И только крикнул, как полетел, сорвался и стал парить, кружиться, словно палый лист, в каком-то мраке, со страхом ждать удара в землю. Но нет, удара не последовало, а вместо этого его втянуло в какую-то длинную и узкую трубу и сильным сквозным ветром потянуло, понесло, все убыстряя, вдаль и вдаль, к светившемуся в самом конце трубы пятну. Тонкий режущий свист так и стоял в ушах. Наконец им выстрелило, как из пушки, в глаза ударил дивный свет и он сразу почувствовал себя легко, свободно, радостно, — ни тяжести, ни даже намека на недавнюю усталость. А как дышалось! Вот сейчас только и бежать… даже лететь, лететь… И он действительно летел, парил, был счастлив, как никогда, радуясь тому, что все тяжелое, гнетущее осталось где-то там, внизу, а здесь он легче и беспечней птицы, бесплотный словно дух. Но самое счастливое ждало его дальше — он увидел родное, чуточку уже забытое лицо матери. Да, это была она… мать, мама, она смотрела на него издалека с таким участием, как это бывало в детстве, когда он сильно ушибался и плакал. Ласковый взгляд матери звал его к себе и обещал, что боль скоро пройдет, все снова станет хорошо. «Вот так бы жить и жить!» — подумалось ему, согретому и ободренному столь неожиданным подарком судьбы.
Но почему же и куда исчезло родное, доброе лицо? Поманило и исчезло… Внизу, среди кустов, в глубоком подмороженном снегу, он вдруг увидел самого себя. Качались сосны, серый день, унылое безлюдье, пустота, тоска. Как холодно и одиноко! Он стал спускаться… ниже, ниже… и вот уже снова ощутил изнурительную тяжесть немощного тела, исчезло упоительное ощущение свободы, легкости, с которыми он пережил несколько таких светлых, таких незабываемых мгновений.
…Очнувшись, Борис Николаевич открыл глаза, как после тягостного сна.
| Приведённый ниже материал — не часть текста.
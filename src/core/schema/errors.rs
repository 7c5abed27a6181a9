use std::collections::BTreeMap;

use thiserror::Error;

/// Key used for errors that do not belong to a single field.
pub const NON_FIELD_ERRORS: &str = "non_field_errors";

/// Raised while a schema is being defined. These never reach request handling:
/// a process that hits one cannot build its schema registry at all.
#[derive(Debug, Clone, PartialEq, Eq, Error)]
pub enum DefinitionError {
    #[error("reference catalog has no arguments for job type '{0}'")]
    UnknownJobType(String),

    #[error("schema '{schema}': field '{field}' depends on unknown field '{depends_on}'")]
    UnknownDiscriminant {
        schema: String,
        field: String,
        depends_on: String,
    },

    #[error("schema '{schema}': discriminated fields form a dependency cycle through '{field}'")]
    DependencyCycle { schema: String, field: String },

    #[error("schema '{schema}': duplicate field '{field}'")]
    DuplicateField { schema: String, field: String },
}

/// Per-field validation failures, collected across the whole payload.
///
/// Keys are dotted paths (`data.vars.forks`); nested schemas report their own
/// non-field errors under the parent field's path.
#[derive(Debug, Clone, Default, PartialEq, Eq, Error, serde::Serialize)]
#[error("{} field(s) failed validation", .errors.len())]
#[serde(transparent)]
pub struct ValidationErrors {
    errors: BTreeMap<String, Vec<String>>,
}

impl ValidationErrors {
    pub fn new() -> Self {
        Self::default()
    }

    pub fn single(path: impl Into<String>, message: impl Into<String>) -> Self {
        let mut errors = Self::new();
        errors.add(path, message);
        errors
    }

    pub fn add(&mut self, path: impl Into<String>, message: impl Into<String>) {
        self.errors
            .entry(path.into())
            .or_default()
            .push(message.into());
    }

    /// Fold errors produced by a nested schema under `prefix`.
    pub fn merge_nested(&mut self, prefix: &str, nested: ValidationErrors) {
        for (path, messages) in nested.errors {
            let full = if path == NON_FIELD_ERRORS {
                prefix.to_string()
            } else {
                format!("{}.{}", prefix, path)
            };
            self.errors.entry(full).or_default().extend(messages);
        }
    }

    pub fn is_empty(&self) -> bool {
        self.errors.is_empty()
    }

    pub fn len(&self) -> usize {
        self.errors.len()
    }

    pub fn get(&self, path: &str) -> Option<&[String]> {
        self.errors.get(path).map(Vec::as_slice)
    }

    pub fn contains(&self, path: &str) -> bool {
        self.errors.contains_key(path)
    }

    pub fn paths(&self) -> impl Iterator<Item = &str> {
        self.errors.keys().map(String::as_str)
    }

    pub fn into_result<T>(self, value: T) -> Result<T, Self> {
        if self.is_empty() { Ok(value) } else { Err(self) }
    }
}

#[cfg(test)]
mod tests {
    use super::*;

    #[test]
    fn nested_errors_are_prefixed() {
        let mut inner = ValidationErrors::new();
        inner.add("forks", "A valid integer is required.");
        inner.add(NON_FIELD_ERRORS, "Invalid data.");

        let mut outer = ValidationErrors::new();
        outer.merge_nested("vars", inner);

        assert!(outer.contains("vars.forks"));
        assert_eq!(outer.get("vars"), Some(&["Invalid data.".to_string()][..]));
    }

    #[test]
    fn messages_accumulate_per_path() {
        let mut errors = ValidationErrors::new();
        errors.add("name", "first");
        errors.add("name", "second");
        assert_eq!(errors.len(), 1);
        assert_eq!(errors.get("name").map(|m| m.len()), Some(2));
    }

    #[test]
    fn empty_collection_converts_to_ok() {
        assert_eq!(ValidationErrors::new().into_result(5), Ok(5));
        assert!(ValidationErrors::single("x", "bad").into_result(5).is_err());
    }

    #[test]
    fn serializes_as_plain_map() {
        let errors = ValidationErrors::single("schedule", "Invalid crontab expression.");
        let json = serde_json::to_value(&errors).unwrap();
        assert_eq!(
            json,
            serde_json::json!({ "schedule": ["Invalid crontab expression."] })
        );
    }
}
Лицом в снегу, он закоченел настолько, что уже не чувствовал, как холодит и колется набившийся повсюду снег. В нем еще было живо странное ощущение пережитого освобождения от собственного тела, как от какой-то оболочки. «Бред… бред собачий! К черту!» Он завозился, намереваясь встать.
Пытаясь высвободиться из трясины снега никак не находил, во что бы упереться. Бесконечные проваливания, беспомощность ожесточали, но сил уже не оставалось. Тогда он лег и стал тянуться к лыжам, — нашарил, отстегнул крепления. Без лыж почувствовалось сразу же большое облегчение…
Снегу оказалось много, почти по пояс, и он побрел, поднял руки, будто переходил вброд речку.
За лощинкой, куда он спускался, намечался небольшой подъем, а там, в отдалении, только что промелькнул автобус из города, одинокий и очень нарядный в этих белых унылых окрестностях.
Хруст и вздохи снега под неумелыми тяжелыми шагами перемежались громкими прогулочными голосами.
— Зяма, куда мы так торопимся? Кравцова нам все равно не догнать. Подожди, я тебя отряхну. Я тебе снежком по шапке попала.
— Пустяки… — Зиновия одолевала одышка, но он упорно, с упоением топтал глубокий снег, сильно помогая палками. Позади оставался рыхлый безобразный след.
Внезапно он остановился.
— А вот… и след становий древних… — проговорил он, задыхаясь и сдвигая теплую шапку с мокрого, воспаленного лба. — Но позвольте, а где же наш философ?
Он в недоумении разглядывал брошенные в снегу лыжи и палки. Осмотрелся вокруг. Глубокая борозда вела вниз, в лощину, и пропадала в жидком голом кустарнике. Заросли внизу просматривались насквозь, и никого там не было. Зиновий настороженно поджал губы. Ни слова не говоря радостно задыхающейся Тамаре, идущей сзади по проложенному следу, он очень долго, подозрительно смотрел вниз, в лощинку, куда уводила борозда.